I've been seeing a guy for a month now. He says I'm the only girl that he's talking to. He also said that he considers us in a relationship. But didn't want to formalize it or put a title on it because he's really busy with school and work. What's the difference between being boyfriend and girlfriend (title) vs a relationship (with no title) ?

A relationship with no title is the ideal situation for a dating man. 

Most men believe, recognize and eventually realize that something as simple as a title, changes everything.  Without the title, there is often a casual,  ”Friends with Benefits” type atmosphere.
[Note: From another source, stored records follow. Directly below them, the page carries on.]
//! Field-by-field answer checking.

use super::prompt::expected_fields;
use super::state::Answers;
use crate::models::{Direction, Examples, Field, Item};

/// How an empty submission is judged.
#[derive(Debug, Clone, Copy, PartialEq, Eq, Default)]
pub enum EmptyAnswerPolicy {
    /// An empty answer never matches, even an empty correct value.
    #[default]
    AlwaysMismatch,
    /// An empty answer matches an empty correct value.
    MatchEmptyTruth,
}

/// Result for one expected field.
#[derive(Debug, Clone, PartialEq, Eq)]
pub struct FieldResult {
    pub field: Field,
    pub submitted: String,
    /// The correct value as stored in the data.
    pub expected: String,
    pub matched: bool,
}

#[derive(Debug, Clone, PartialEq, Eq)]
pub struct Grade {
    pub correct: bool,
    pub fields: Vec<FieldResult>,
    pub examples: Option<Examples>,
}

impl Grade {
    pub fn field(&self, field: Field) -> Option<&FieldResult> {
        self.fields.iter().find(|result| result.field == field)
    }

    pub fn mismatches(&self) -> impl Iterator<Item = &FieldResult> {
        self.fields.iter().filter(|result| !result.matched)
    }
}

pub fn normalize(text: &str) -> String {
    text.trim().to_lowercase()
}

fn matches(submitted: &str, expected: &str, policy: EmptyAnswerPolicy) -> bool {
    let submitted = normalize(submitted);
    if submitted.is_empty() && policy == EmptyAnswerPolicy::AlwaysMismatch {
        return false;
    }
    submitted == normalize(expected)
}

/// Grade a submission. Fields outside the expected set are ignored.
pub fn grade(item: &Item, direction: Direction, answers: &Answers, policy: EmptyAnswerPolicy) -> Grade {
    let fields: Vec<FieldResult> = expected_fields(item.shape(), direction)
        .iter()
        .map(|&field| {
            let submitted = answers.get(&field).map(String::as_str).unwrap_or("");
            let expected = item.ground_truth(field);
            FieldResult {
                field,
                submitted: submitted.to_string(),
                expected: expected.to_string(),
                matched: matches(submitted, expected, policy),
            }
        })
        .collect();

    let correct = fields.iter().all(|result| result.matched);

    // Connectors and frequency words always show their examples; verbs only
    // after a miss.
    let show_examples = match item {
        Item::Connector(_) | Item::FrequencyWord(_) => true,
        Item::RegularVerb(_) | Item::PhrasalVerb(_) => !correct,
    };
    let examples = Some(item.examples()).filter(|examples| show_examples && !examples.is_empty());

    Grade {
        correct,
        fields,
        examples,
    }
}

#[cfg(test)]
mod tests {
    use serde_json::json;

    use super::*;
    use crate::data::item_set_from_value;

    fn first_item(value: serde_json::Value) -> Item {
        item_set_from_value(json!([value])).unwrap().get(0).unwrap().clone()
    }

    fn go() -> Item {
        first_item(json!({
            "base": "go", "past": "went", "participle": "gone",
            "S-ES-IES": "goes", "ing-form": "going", "spanish": "ir",
            "example": "I go to school.", "example_es": "Voy a la escuela."
        }))
    }

    fn answers(pairs: &[(Field, &str)]) -> Answers {
        pairs.iter().map(|(field, text)| (*field, text.to_string())).collect()
    }

    #[test]
    fn test_case_and_whitespace_insensitive() {
        let item = first_item(json!({"word": "went", "translation": "fue"}));
        let result = grade(
            &item,
            Direction::PromptIsTranslation,
            &answers(&[(Field::Base, "  Went ")]),
            EmptyAnswerPolicy::default(),
        );

        assert!(result.correct);
    }

    #[test]
    fn test_ground_truth_is_normalized_too() {
        let item = first_item(json!({"word": " House ", "translation": "casa"}));
        let result = grade(
            &item,
            Direction::PromptIsTranslation,
            &answers(&[(Field::Base, "house")]),
            EmptyAnswerPolicy::default(),
        );

        assert!(result.correct);
    }

    #[test]
    fn test_full_target_form_answer_is_correct() {
        let submitted = answers(&[
            (Field::Base, "go"),
            (Field::Past, "went"),
            (Field::Spanish, "ir"),
            (Field::SForm, "goes"),
            (Field::IngForm, "going"),
        ]);
        let result = grade(&go(), Direction::PromptIsTargetForm, &submitted, EmptyAnswerPolicy::default());

        assert!(result.correct);
        assert_eq!(result.fields.len(), 5);
        assert_eq!(result.mismatches().count(), 0);
        assert!(result.examples.is_none());
    }

    #[test]
    fn test_typo_reports_correction() {
        let submitted = answers(&[
            (Field::Base, "go"),
            (Field::Past, "went"),
            (Field::Participle, "gon"),
        ]);
        let result = grade(&go(), Direction::PromptIsTranslation, &submitted, EmptyAnswerPolicy::default());

        assert!(!result.correct);
        let participle = result.field(Field::Participle).unwrap();
        assert!(!participle.matched);
        assert_eq!(participle.expected, "gone");
        assert_eq!(participle.submitted, "gon");
        assert!(result.field(Field::Base).unwrap().matched);
        assert_eq!(
            result.examples.as_ref().and_then(|e| e.english.as_deref()),
            Some("I go to school.")
        );
    }

    #[test]
    fn test_fields_outside_expected_set_are_ignored() {
        let item = first_item(json!({"verb": "give up", "spanish": "rendirse"}));
        let submitted = answers(&[(Field::Spanish, "rendirse"), (Field::Past, "nonsense")]);
        let result = grade(&item, Direction::PromptIsTargetForm, &submitted, EmptyAnswerPolicy::default());

        assert!(result.correct);
        assert!(result.field(Field::Past).is_none());
    }

    #[test]
    fn test_empty_submission_against_text_is_wrong() {
        for policy in [EmptyAnswerPolicy::AlwaysMismatch, EmptyAnswerPolicy::MatchEmptyTruth] {
            let item = first_item(json!({"word": "house", "translation": "casa"}));
            let result = grade(&item, Direction::PromptIsTargetForm, &answers(&[(Field::Spanish, "   ")]), policy);
            assert!(!result.correct);

            let result = grade(&item, Direction::PromptIsTargetForm, &Answers::new(), policy);
            assert!(!result.correct);
        }
    }

    #[test]
    fn test_empty_submission_against_missing_truth() {
        let item = first_item(json!({"base": "go", "past": "went"}));
        let submitted = answers(&[
            (Field::Base, "go"),
            (Field::Past, "went"),
            (Field::Participle, ""),
            (Field::SForm, ""),
            (Field::IngForm, ""),
        ]);

        let strict = grade(&item, Direction::PromptIsTranslation, &submitted, EmptyAnswerPolicy::AlwaysMismatch);
        assert!(!strict.correct);
        assert!(!strict.field(Field::IngForm).unwrap().matched);

        let lenient = grade(&item, Direction::PromptIsTranslation, &submitted, EmptyAnswerPolicy::MatchEmptyTruth);
        assert!(lenient.correct);
    }

    #[test]
    fn test_text_against_missing_truth_is_wrong() {
        let item = first_item(json!({"base": "go"}));
        let result = grade(
            &item,
            Direction::PromptIsTranslation,
            &answers(&[(Field::Base, "go"), (Field::Past, "went")]),
            EmptyAnswerPolicy::MatchEmptyTruth,
        );

        assert!(!result.field(Field::Past).unwrap().matched);
    }

    #[test]
    fn test_grading_is_idempotent() {
        let submitted = answers(&[(Field::Base, "Go"), (Field::Past, "goed")]);
        let first = grade(&go(), Direction::PromptIsTranslation, &submitted, EmptyAnswerPolicy::default());
        let second = grade(&go(), Direction::PromptIsTranslation, &submitted, EmptyAnswerPolicy::default());

        assert_eq!(first, second);
    }

    #[test]
    fn test_connector_examples_shown_on_success() {
        let item = first_item(json!({
            "connector": "however", "meaning_es": "sin embargo",
            "example_en": "However, it worked.", "example_es": "Sin embargo, funcionó."
        }));
        let result = grade(
            &item,
            Direction::PromptIsTargetForm,
            &answers(&[(Field::Spanish, "Sin embargo")]),
            EmptyAnswerPolicy::default(),
        );

        assert!(result.correct);
        let examples = result.examples.unwrap();
        assert_eq!(examples.english.as_deref(), Some("However, it worked."));
        assert_eq!(examples.spanish.as_deref(), Some("Sin embargo, funcionó."));
    }

    #[test]
    fn test_frequency_word_without_examples() {
        let item = first_item(json!({"word": "house", "translation": "casa"}));
        let result = grade(
            &item,
            Direction::PromptIsTranslation,
            &answers(&[(Field::Base, "home")]),
            EmptyAnswerPolicy::default(),
        );

        assert!(!result.correct);
        assert!(result.examples.is_none());
    }

    #[test]
    fn test_normalize() {
        assert_eq!(normalize("  Went\t"), "went");
        assert_eq!(normalize("SIN EMBARGO"), "sin embargo");
    }
}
Although, we know that we also have the exclusivity and support that an official relationship provides.

Once the formal titles of “Boyfriend” / “Girlfriend” are designated, a mountain of accountability and responsibility follows.  Behavior that was once acceptable is no longer so. Arguments begin to occur over situations that were once never an issue. These are the things that men attempt to avoid; the seriousness of it all.

It is also prudent to understand that for men, a title does not denote how we feel about you.  If a man verbally explains that he is not and has no desire to seek the affection of others; then in his mind, he is in a committed relationship.  He will be supportive, possessive and loving with or without an official title.  

Just a little insight.

More information on this topic and others can be read in Chapter 15 of The Dating Man’s Mind , entitled “Labels”.  The eBook can be found here…

http://www.amazon.com/dp/B006WCRBW0

or here…

 http://www.barnesandnoble.com/w/books/1037677225?ean=2940013768512&itm=1&usri=zack+cleckler 

Question from Anonymous

So I've been close friends w/ this guy for 2 years. Eventually, we developed feelings for each other. These past 3 months we've been in a serious dating relationship. But he's admitted he's had difficulty being open about his feelings. Recently, he helped plan my surprise 20th birthday celebration & bought me a gift, but w/o any personal letter - I hoped for a letter more than anything material. Is it too much to ask, since he's been able to write b-day letter to this other girl he's liked.

As men, we function on direct, first-level, thought patterns. 

Meaning that, unless you specifically explain in detail to him, that you would like a hand written letter, he will have no way of knowing.  The thought may never cross his mind.  He feels that he is being a considerate partner by his assistance in planning the party and the gift, which he purchased. 

Often times, discrepancies in a relationship will occur because men will feel that their significant other is not recognizing the effort they put into the relationship.  We also do not understand that what we consider to be “effort” are the normalcies that women expect in the first place.  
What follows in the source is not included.